(Stored items)
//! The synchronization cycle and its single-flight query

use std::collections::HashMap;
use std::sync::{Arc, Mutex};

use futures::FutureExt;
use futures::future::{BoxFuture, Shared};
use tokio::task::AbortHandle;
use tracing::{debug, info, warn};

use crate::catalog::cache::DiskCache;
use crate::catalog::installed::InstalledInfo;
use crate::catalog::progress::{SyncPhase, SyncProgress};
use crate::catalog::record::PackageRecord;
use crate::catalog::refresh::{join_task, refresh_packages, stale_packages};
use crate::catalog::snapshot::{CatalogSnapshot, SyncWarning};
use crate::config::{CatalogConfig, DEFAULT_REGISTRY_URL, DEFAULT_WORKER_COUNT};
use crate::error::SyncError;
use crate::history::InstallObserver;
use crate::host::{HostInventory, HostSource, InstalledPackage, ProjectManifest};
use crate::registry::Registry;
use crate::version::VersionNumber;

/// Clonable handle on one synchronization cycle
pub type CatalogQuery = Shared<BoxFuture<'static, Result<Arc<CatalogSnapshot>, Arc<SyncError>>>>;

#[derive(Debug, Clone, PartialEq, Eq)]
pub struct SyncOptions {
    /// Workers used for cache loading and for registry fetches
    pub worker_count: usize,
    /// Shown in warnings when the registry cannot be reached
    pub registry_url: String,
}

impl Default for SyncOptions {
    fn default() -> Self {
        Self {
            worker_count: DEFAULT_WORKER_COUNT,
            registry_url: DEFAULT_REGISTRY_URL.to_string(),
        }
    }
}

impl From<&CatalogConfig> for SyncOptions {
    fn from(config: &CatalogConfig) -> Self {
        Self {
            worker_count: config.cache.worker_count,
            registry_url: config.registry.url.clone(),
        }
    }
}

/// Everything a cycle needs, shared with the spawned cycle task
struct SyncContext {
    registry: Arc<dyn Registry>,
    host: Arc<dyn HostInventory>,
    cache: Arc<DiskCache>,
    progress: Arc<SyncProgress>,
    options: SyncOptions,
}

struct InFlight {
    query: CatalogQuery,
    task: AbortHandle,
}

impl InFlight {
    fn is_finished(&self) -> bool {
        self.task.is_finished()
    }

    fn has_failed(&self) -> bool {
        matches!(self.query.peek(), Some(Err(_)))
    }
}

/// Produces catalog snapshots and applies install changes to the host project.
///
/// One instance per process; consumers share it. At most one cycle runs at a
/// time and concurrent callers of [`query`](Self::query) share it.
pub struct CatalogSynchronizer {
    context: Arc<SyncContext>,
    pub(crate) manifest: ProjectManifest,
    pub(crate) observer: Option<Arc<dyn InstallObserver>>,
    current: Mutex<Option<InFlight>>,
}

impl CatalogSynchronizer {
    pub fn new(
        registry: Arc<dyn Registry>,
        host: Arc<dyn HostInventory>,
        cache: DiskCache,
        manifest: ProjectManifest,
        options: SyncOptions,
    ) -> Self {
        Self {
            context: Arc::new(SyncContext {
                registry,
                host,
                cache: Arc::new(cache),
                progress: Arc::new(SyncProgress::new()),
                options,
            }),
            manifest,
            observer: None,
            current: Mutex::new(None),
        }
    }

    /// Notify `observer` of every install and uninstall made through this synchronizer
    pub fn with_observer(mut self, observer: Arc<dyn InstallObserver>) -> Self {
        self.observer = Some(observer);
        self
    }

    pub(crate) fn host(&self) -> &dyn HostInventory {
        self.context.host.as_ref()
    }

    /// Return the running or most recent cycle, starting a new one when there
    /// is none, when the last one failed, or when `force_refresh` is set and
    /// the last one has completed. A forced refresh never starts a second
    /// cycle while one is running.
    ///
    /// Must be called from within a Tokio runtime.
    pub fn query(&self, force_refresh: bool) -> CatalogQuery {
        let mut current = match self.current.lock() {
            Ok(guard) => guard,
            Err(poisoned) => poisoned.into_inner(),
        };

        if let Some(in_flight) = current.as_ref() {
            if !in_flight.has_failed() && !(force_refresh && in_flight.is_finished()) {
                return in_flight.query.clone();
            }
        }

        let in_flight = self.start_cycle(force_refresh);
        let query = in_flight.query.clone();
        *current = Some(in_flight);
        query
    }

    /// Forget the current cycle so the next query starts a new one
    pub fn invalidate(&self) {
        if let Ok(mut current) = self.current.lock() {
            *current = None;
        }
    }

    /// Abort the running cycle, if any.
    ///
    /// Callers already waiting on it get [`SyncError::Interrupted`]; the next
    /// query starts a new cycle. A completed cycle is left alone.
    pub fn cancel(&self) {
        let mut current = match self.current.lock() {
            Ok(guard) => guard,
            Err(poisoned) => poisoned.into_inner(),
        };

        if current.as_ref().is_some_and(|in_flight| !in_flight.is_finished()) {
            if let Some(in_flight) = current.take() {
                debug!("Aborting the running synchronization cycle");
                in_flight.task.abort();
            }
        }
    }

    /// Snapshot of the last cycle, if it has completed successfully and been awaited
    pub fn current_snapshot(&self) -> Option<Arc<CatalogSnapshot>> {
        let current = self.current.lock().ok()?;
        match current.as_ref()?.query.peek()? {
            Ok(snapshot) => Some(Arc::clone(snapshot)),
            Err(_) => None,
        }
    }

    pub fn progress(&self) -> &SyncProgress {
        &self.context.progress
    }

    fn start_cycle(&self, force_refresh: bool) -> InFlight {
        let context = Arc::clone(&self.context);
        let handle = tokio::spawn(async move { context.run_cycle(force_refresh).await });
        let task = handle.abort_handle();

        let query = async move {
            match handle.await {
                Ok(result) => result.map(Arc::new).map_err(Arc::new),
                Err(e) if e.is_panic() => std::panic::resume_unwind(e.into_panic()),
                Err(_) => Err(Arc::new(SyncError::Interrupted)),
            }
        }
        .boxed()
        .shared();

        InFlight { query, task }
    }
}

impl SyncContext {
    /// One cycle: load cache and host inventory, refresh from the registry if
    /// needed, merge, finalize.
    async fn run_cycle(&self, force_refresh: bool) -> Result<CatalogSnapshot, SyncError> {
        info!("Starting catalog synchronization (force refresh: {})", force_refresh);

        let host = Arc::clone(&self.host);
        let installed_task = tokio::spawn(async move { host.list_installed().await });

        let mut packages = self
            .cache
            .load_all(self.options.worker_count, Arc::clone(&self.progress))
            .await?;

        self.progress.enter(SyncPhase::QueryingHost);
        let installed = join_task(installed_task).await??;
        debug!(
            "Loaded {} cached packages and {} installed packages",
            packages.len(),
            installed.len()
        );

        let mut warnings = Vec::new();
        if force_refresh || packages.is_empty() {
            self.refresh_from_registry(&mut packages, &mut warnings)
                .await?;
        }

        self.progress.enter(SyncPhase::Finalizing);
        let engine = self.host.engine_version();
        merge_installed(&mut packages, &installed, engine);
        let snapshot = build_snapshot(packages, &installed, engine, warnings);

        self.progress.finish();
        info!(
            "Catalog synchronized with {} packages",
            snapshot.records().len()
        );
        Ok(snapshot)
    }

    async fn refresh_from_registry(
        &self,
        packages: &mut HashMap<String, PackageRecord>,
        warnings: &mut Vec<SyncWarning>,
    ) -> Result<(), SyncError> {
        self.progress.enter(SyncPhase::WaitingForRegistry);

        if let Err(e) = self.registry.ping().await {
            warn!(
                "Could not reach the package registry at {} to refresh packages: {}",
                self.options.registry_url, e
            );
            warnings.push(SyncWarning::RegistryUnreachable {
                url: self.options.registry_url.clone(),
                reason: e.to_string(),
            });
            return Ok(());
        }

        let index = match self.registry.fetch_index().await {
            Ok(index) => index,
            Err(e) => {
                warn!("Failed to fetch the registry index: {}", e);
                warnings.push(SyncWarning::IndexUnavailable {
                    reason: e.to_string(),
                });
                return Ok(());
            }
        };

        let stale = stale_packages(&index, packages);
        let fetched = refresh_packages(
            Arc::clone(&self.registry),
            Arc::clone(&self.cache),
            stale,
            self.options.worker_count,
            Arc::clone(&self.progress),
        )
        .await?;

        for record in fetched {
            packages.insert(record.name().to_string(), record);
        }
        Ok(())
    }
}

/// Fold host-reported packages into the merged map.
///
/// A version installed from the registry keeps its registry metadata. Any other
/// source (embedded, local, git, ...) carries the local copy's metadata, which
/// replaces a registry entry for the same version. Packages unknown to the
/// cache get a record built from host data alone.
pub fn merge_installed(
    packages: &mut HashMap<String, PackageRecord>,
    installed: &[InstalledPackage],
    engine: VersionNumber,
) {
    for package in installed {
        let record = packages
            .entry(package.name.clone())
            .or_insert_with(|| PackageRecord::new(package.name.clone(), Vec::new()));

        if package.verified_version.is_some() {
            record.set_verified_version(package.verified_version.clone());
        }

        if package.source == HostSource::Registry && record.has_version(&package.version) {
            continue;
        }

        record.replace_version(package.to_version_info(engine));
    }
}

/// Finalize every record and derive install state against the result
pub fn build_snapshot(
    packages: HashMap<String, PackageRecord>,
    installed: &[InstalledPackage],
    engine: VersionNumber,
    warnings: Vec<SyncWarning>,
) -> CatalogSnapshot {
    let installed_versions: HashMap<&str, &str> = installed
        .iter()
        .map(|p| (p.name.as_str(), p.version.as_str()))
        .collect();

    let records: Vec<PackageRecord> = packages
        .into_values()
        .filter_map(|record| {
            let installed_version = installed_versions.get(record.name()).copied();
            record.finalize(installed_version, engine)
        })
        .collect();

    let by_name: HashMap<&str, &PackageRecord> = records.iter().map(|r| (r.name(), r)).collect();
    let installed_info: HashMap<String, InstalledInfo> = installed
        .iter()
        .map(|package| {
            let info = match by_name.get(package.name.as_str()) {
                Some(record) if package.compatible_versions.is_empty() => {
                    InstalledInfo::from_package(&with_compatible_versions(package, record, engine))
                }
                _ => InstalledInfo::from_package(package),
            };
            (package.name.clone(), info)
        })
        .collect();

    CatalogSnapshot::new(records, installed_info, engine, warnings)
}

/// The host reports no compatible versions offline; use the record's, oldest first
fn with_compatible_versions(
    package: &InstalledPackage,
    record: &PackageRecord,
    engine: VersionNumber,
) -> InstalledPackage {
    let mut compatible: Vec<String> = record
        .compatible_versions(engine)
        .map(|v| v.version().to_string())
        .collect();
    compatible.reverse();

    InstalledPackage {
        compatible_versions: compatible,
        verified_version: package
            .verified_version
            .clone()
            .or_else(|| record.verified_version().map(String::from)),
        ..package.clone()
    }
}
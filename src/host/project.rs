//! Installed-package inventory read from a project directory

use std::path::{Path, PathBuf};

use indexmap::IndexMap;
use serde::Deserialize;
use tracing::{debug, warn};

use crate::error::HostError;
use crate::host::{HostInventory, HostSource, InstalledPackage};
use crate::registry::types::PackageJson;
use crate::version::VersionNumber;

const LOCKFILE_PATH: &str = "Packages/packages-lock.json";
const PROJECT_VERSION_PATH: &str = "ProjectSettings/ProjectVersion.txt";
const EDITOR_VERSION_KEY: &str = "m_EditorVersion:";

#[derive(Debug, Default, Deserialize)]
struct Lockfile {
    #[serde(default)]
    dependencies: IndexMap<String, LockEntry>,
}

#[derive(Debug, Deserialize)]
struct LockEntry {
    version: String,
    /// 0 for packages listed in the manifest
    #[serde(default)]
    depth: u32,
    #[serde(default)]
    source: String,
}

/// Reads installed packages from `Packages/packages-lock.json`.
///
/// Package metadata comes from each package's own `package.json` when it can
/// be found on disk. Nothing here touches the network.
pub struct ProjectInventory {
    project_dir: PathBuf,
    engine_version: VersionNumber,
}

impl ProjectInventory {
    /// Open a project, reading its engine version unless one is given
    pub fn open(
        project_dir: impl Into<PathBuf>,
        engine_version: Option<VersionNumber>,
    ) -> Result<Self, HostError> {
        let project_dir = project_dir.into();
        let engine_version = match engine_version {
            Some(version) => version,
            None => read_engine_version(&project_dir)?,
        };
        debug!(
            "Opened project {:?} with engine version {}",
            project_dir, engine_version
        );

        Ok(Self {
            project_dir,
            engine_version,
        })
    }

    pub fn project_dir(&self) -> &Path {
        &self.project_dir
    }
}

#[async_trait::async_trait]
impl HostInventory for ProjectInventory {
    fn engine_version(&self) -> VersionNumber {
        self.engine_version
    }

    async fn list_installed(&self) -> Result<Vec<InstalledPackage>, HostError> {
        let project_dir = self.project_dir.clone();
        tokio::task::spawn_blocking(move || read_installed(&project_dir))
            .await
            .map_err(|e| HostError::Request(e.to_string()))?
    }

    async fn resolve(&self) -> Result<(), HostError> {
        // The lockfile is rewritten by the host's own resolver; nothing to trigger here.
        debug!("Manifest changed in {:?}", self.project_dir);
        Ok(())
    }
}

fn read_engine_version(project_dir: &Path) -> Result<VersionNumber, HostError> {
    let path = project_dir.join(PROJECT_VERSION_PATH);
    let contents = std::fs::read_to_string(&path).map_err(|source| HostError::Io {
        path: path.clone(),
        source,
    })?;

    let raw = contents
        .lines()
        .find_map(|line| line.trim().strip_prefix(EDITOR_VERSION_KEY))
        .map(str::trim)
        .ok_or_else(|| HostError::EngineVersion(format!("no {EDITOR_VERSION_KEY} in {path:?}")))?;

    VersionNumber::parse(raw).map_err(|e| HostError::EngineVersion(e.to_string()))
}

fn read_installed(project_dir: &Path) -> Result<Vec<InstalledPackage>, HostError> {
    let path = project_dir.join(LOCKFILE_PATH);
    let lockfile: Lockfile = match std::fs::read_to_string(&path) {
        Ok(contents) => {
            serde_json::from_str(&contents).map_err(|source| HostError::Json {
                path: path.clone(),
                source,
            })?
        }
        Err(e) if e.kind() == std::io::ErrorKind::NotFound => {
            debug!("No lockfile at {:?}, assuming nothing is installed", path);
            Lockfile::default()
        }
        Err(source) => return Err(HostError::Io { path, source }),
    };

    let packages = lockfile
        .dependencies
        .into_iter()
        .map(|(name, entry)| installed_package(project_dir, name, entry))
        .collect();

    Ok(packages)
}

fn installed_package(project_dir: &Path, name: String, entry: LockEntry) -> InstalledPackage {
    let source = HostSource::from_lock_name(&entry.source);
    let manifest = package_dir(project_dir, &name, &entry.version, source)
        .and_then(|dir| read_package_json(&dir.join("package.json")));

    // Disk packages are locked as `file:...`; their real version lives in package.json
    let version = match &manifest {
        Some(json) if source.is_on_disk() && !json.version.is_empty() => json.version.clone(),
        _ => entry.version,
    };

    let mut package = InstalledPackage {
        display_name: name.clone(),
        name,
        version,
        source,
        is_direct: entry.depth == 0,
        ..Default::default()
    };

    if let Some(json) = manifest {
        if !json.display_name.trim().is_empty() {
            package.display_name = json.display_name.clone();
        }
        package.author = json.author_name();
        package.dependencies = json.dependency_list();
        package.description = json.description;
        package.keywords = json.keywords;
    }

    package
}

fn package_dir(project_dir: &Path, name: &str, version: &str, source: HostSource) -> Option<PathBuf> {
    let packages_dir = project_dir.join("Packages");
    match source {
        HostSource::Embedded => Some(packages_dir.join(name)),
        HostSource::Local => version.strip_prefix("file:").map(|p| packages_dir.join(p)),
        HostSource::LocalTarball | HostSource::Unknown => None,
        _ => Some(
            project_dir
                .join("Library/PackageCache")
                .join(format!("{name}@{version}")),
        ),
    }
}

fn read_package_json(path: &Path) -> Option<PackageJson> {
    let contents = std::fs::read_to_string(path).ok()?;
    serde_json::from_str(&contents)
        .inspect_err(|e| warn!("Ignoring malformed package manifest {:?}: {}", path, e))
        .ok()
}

§ Work task: Write out the records above exactly, from the opening line to the line with "use crate::catalog::record::PackageRecord;", including both, with nothing added.

§ Output of the exercise:
//! The synchronization cycle and its single-flight query

use std::collections::HashMap;
use std::sync::{Arc, Mutex};

use futures::FutureExt;
use futures::future::{BoxFuture, Shared};
use tokio::task::AbortHandle;
use tracing::{debug, info, warn};

use crate::catalog::cache::DiskCache;
use crate::catalog::installed::InstalledInfo;
use crate::catalog::progress::{SyncPhase, SyncProgress};
use crate::catalog::record::PackageRecord;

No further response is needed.